> **WORK TO BE COMPLETED**
Give back every record exactly as written.

Data extracted from a collection:
•••

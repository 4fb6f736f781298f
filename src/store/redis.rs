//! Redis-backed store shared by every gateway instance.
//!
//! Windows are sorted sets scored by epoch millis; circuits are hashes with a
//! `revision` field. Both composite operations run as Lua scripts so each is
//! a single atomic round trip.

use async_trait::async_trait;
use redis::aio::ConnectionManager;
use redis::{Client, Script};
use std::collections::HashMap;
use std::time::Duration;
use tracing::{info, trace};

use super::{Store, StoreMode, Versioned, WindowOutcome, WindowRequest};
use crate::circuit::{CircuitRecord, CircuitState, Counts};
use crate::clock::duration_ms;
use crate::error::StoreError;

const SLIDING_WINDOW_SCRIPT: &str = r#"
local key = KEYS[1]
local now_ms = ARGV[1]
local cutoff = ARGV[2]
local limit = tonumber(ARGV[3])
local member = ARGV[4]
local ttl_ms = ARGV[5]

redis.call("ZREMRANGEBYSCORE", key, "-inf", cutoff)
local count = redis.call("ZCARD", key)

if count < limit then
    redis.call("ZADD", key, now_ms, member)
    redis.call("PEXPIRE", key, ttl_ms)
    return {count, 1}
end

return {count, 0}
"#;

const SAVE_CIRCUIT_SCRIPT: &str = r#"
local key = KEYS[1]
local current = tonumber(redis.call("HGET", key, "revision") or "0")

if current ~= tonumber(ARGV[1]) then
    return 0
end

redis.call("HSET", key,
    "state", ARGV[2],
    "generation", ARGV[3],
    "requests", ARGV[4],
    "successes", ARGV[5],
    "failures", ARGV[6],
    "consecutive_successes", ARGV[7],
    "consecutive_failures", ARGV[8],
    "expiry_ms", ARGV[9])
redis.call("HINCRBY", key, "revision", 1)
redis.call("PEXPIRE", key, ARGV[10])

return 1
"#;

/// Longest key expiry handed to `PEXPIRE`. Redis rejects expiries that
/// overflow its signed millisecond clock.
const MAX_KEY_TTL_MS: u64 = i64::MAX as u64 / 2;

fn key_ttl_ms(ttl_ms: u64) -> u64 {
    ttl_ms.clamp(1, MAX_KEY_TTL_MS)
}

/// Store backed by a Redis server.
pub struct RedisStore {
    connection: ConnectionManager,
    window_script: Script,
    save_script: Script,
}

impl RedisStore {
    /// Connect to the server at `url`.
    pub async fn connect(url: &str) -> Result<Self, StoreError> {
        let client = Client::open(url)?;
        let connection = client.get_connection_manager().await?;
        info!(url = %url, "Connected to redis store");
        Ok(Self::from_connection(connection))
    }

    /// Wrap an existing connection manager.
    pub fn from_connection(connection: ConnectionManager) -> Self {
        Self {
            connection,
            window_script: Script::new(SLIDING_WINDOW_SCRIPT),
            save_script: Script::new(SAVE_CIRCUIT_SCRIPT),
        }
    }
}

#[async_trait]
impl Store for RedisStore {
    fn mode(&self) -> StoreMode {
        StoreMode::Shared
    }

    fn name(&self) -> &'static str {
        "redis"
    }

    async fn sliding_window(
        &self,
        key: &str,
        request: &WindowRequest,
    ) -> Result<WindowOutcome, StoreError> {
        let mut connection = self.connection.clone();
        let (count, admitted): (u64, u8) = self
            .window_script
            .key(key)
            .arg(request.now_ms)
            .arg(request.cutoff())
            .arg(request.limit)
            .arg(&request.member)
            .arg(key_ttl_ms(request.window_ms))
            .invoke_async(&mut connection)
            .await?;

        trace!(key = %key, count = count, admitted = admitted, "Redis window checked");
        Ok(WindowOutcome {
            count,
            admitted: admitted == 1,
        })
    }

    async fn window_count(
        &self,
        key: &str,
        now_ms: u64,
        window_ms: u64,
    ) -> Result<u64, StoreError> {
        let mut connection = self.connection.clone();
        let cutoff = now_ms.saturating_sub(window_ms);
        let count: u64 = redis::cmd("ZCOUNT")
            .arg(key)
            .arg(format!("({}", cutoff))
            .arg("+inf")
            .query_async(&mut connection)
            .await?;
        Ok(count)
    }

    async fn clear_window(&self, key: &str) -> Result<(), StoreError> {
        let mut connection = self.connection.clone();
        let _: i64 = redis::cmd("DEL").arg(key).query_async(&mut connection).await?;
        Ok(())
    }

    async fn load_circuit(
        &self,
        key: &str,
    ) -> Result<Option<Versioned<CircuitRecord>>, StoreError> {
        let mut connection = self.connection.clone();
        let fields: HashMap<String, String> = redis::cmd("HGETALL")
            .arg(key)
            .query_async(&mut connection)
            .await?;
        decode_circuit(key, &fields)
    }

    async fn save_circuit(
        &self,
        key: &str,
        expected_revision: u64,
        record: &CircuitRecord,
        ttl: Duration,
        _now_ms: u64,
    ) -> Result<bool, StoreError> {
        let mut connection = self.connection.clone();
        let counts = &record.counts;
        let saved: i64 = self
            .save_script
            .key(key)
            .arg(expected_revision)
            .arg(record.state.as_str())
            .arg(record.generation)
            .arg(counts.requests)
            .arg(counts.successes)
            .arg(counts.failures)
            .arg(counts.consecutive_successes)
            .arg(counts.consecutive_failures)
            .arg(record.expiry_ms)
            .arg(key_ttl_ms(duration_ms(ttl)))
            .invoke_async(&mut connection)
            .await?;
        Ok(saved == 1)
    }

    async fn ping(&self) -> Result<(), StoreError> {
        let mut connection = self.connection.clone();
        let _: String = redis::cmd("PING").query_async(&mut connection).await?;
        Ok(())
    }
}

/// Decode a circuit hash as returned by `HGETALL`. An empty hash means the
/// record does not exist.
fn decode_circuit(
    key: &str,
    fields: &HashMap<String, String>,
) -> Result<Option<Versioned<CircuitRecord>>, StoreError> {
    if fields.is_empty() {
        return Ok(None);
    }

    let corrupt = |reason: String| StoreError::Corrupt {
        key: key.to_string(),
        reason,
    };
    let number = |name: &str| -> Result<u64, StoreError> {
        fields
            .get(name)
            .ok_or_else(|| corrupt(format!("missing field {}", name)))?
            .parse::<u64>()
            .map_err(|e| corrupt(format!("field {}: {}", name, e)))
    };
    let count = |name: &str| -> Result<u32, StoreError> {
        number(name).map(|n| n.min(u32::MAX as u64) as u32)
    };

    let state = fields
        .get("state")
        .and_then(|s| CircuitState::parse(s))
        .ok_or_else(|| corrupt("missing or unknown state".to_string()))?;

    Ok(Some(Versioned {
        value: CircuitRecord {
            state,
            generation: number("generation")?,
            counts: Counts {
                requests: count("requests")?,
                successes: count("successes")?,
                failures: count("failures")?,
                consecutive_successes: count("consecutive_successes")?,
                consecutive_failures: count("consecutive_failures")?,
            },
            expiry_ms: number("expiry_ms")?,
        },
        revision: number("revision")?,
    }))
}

•••

> **OUTPUT OF THE EXERCISE**
repository 4fb6f736f781298f
filename src/store/redis.rs
//! Redis-backed store shared by every gateway instance.
//!
//! Windows are sorted sets scored by epoch millis; circuits are hashes with a
//! `revision` field. Both composite operations run as Lua scripts so each is
//! a single atomic round trip.

use async_trait::async_trait;
use redis::aio::ConnectionManager;
use redis::{Client, Script};
use std::collections::HashMap;
use std::time::Duration;
use tracing::{info, trace};

use super::{Store, StoreMode, Versioned, WindowOutcome, WindowRequest};
use crate::circuit::{CircuitRecord, CircuitState, Counts};
use crate::clock::duration_ms;
use crate::error::StoreError;

const SLIDING_WINDOW_SCRIPT: &str = r#"
local key = KEYS[1]
local now_ms = ARGV[1]
local cutoff = ARGV[2]
local limit = tonumber(ARGV[3])
local member = ARGV[4]
local ttl_ms = ARGV[5]

redis.call("ZREMRANGEBYSCORE", key, "-inf", cutoff)
local count = redis.call("ZCARD", key)

if count < limit then
    redis.call("ZADD", key, now_ms, member)
    redis.call("PEXPIRE", key, ttl_ms)
    return {count, 1}
end

return {count, 0}
"#;

const SAVE_CIRCUIT_SCRIPT: &str = r#"
local key = KEYS[1]
local current = tonumber(redis.call("HGET", key, "revision") or "0")

if current ~= tonumber(ARGV[1]) then
    return 0
end

redis.call("HSET", key,
    "state", ARGV[2],
    "generation", ARGV[3],
    "requests", ARGV[4],
    "successes", ARGV[5],
    "failures", ARGV[6],
    "consecutive_successes", ARGV[7],
    "consecutive_failures", ARGV[8],
    "expiry_ms", ARGV[9])
redis.call("HINCRBY", key, "revision", 1)
redis.call("PEXPIRE", key, ARGV[10])

return 1
"#;

/// Longest key expiry handed to `PEXPIRE`. Redis rejects expiries that
/// overflow its signed millisecond clock.
const MAX_KEY_TTL_MS: u64 = i64::MAX as u64 / 2;

fn key_ttl_ms(ttl_ms: u64) -> u64 {
    ttl_ms.clamp(1, MAX_KEY_TTL_MS)
}

/// Store backed by a Redis server.
pub struct RedisStore {
    connection: ConnectionManager,
    window_script: Script,
    save_script: Script,
}

impl RedisStore {
    /// Connect to the server at `url`.
    pub async fn connect(url: &str) -> Result<Self, StoreError> {
        let client = Client::open(url)?;
        let connection = client.get_connection_manager().await?;
        info!(url = %url, "Connected to redis store");
        Ok(Self::from_connection(connection))
    }

    /// Wrap an existing connection manager.
    pub fn from_connection(connection: ConnectionManager) -> Self {
        Self {
            connection,
            window_script: Script::new(SLIDING_WINDOW_SCRIPT),
            save_script: Script::new(SAVE_CIRCUIT_SCRIPT),
        }
    }
}

#[async_trait]
impl Store for RedisStore {
    fn mode(&self) -> StoreMode {
        StoreMode::Shared
    }

    fn name(&self) -> &'static str {
        "redis"
    }

    async fn sliding_window(
        &self,
        key: &str,
        request: &WindowRequest,
    ) -> Result<WindowOutcome, StoreError> {
        let mut connection = self.connection.clone();
        let (count, admitted): (u64, u8) = self
            .window_script
            .key(key)
            .arg(request.now_ms)
            .arg(request.cutoff())
            .arg(request.limit)
            .arg(&request.member)
            .arg(key_ttl_ms(request.window_ms))
            .invoke_async(&mut connection)
            .await?;

        trace!(key = %key, count = count, admitted = admitted, "Redis window checked");
        Ok(WindowOutcome {
            count,
            admitted: admitted == 1,
        })
    }

    async fn window_count(
        &self,
        key: &str,
        now_ms: u64,
        window_ms: u64,
    ) -> Result<u64, StoreError> {
        let mut connection = self.connection.clone();
        let cutoff = now_ms.saturating_sub(window_ms);
        let count: u64 = redis::cmd("ZCOUNT")
            .arg(key)
            .arg(format!("({}", cutoff))
            .arg("+inf")
            .query_async(&mut connection)
            .await?;
        Ok(count)
    }

    async fn clear_window(&self, key: &str) -> Result<(), StoreError> {
        let mut connection = self.connection.clone();
        let _: i64 = redis::cmd("DEL").arg(key).query_async(&mut connection).await?;
        Ok(())
    }

    async fn load_circuit(
        &self,
        key: &str,
    ) -> Result<Option<Versioned<CircuitRecord>>, StoreError> {
        let mut connection = self.connection.clone();
        let fields: HashMap<String, String> = redis::cmd("HGETALL")
            .arg(key)
            .query_async(&mut connection)
            .await?;
        decode_circuit(key, &fields)
    }

    async fn save_circuit(
        &self,
        key: &str,
        expected_revision: u64,
        record: &CircuitRecord,
        ttl: Duration,
        _now_ms: u64,
    ) -> Result<bool, StoreError> {
        let mut connection = self.connection.clone();
        let counts = &record.counts;
        let saved: i64 = self
            .save_script
            .key(key)
            .arg(expected_revision)
            .arg(record.state.as_str())
            .arg(record.generation)
            .arg(counts.requests)
            .arg(counts.successes)
            .arg(counts.failures)
            .arg(counts.consecutive_successes)
            .arg(counts.consecutive_failures)
            .arg(record.expiry_ms)
            .arg(key_ttl_ms(duration_ms(ttl)))
            .invoke_async(&mut connection)
            .await?;
        Ok(saved == 1)
    }

    async fn ping(&self) -> Result<(), StoreError> {
        let mut connection = self.connection.clone();
        let _: String = redis::cmd("PING").query_async(&mut connection).await?;
        Ok(())
    }
}

/// Decode a circuit hash as returned by `HGETALL`. An empty hash means the
/// record does not exist.
fn decode_circuit(
    key: &str,
    fields: &HashMap<String, String>,
) -> Result<Option<Versioned<CircuitRecord>>, StoreError> {
    if fields.is_empty() {
        return Ok(None);
    }

    let corrupt = |reason: String| StoreError::Corrupt {
        key: key.to_string(),
        reason,
    };
    let number = |name: &str| -> Result<u64, StoreError> {
        fields
            .get(name)
            .ok_or_else(|| corrupt(format!("missing field {}", name)))?
            .parse::<u64>()
            .map_err(|e| corrupt(format!("field {}: {}", name, e)))
    };
    let count = |name: &str| -> Result<u32, StoreError> {
        number(name).map(|n| n.min(u32::MAX as u64) as u32)
    };

    let state = fields
        .get("state")
        .and_then(|s| CircuitState::parse(s))
        .ok_or_else(|| corrupt("missing or unknown state".to_string()))?;

    Ok(Some(Versioned {
        value: CircuitRecord {
            state,
            generation: number("generation")?,
            counts: Counts {
                requests: count("requests")?,
                successes: count("successes")?,
                failures: count("failures")?,
                consecutive_successes: count("consecutive_successes")?,
                consecutive_failures: count("consecutive_failures")?,
            },
            expiry_ms: number("expiry_ms")?,
        },
        revision: number("revision")?,
    }))
}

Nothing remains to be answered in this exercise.